Updated By Lina Guillen,
When you receive a "petition" (formal written request) for child support, you need to know how to respond appropriately. Child support is considered to be a fundamental right of every child. If you have a child, the court believes that it is your legal and moral obligation to support the child and will make you do so with required child support payments.
If you receive a child support petition, you must comply with the instructions on the petition. In many cases, you will need to appear in court on a certain date. At this court hearing, the judge will determine the appropriate child support amount by looking at your income, the income of the other parent, the amount of time the child spends with each parent and any other special circumstances such as time in day care or special medical expenses that must be paid for the child. The court will decide how much child support must be paid based on these factors and based on what is in the best interests of the child.
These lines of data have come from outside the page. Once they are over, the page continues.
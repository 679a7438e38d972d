//! Contact classification against level geometry
//!
//! Produces the per-frame flags the state machine and enemy policy consume.
//! Classification is read-only: the on-platform probe tests a displaced copy
//! of the agent's bounds instead of moving the agent.

use glam::Vec2;

use super::geometry::{LevelGeometry, Rect};

/// How an agent relates to the level geometry this frame
#[derive(Debug, Clone, Copy, Default, PartialEq, Eq)]
pub struct ContactFlags {
    /// Solid geometry directly below (within the probe distance)
    pub on_platform: bool,
    /// Overlapping a ladder
    pub on_ladder: bool,
    /// Overlapping a wall or platform at the current position
    pub collided_with_solid: bool,
}

/// Classify `bounds` against `geometry`, probing `probe` pixels downward
pub fn classify(bounds: &Rect, geometry: &LevelGeometry, probe: f32) -> ContactFlags {
    let probed = bounds.translated(Vec2::new(0.0, -probe));
    ContactFlags {
        on_platform: geometry.overlaps_solid(&probed),
        on_ladder: geometry.overlaps_ladder(bounds),
        collided_with_solid: geometry.overlaps_solid(bounds),
    }
}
You need to appear at the hearing and bring along evidence of your income and any other documents the court has requested. You may request a paternity test, if applicable, in response to a request for child support. If such a test is requested (most often in cases where the two people involved are not married), then the child will have to submit to such a test before child support payments can be made
If you fail to show up or fail to pay child support as requested by the court, then child support payments can be ordered and the court can take measures to collect the money due. Measures to collect unpaid child support include garnishing your wages (taking money directly out of your paycheck). In some states, if you fail to pay court-ordered child support, your driver's license may be suspended, and you may face other legal actions, including fines and jail time.
Any time you receive legal documents or requests to appear in court, you should at the very least consult with an experienced family law attorney in your area. Some parents do represent themselves in child support hearings, but it's not recommended. If you don't know your state's rules on child support, have a complex case, or things have gotten contentious with your child's other parent, you should speak with a lawyer that can make sure the calculations are correct and that your rights are protected.
If you can't afford an attorney, you may be able to get help through a court-sponsored self-help center or family law facilitator's office: ask your local clerk of court if there are any in your area.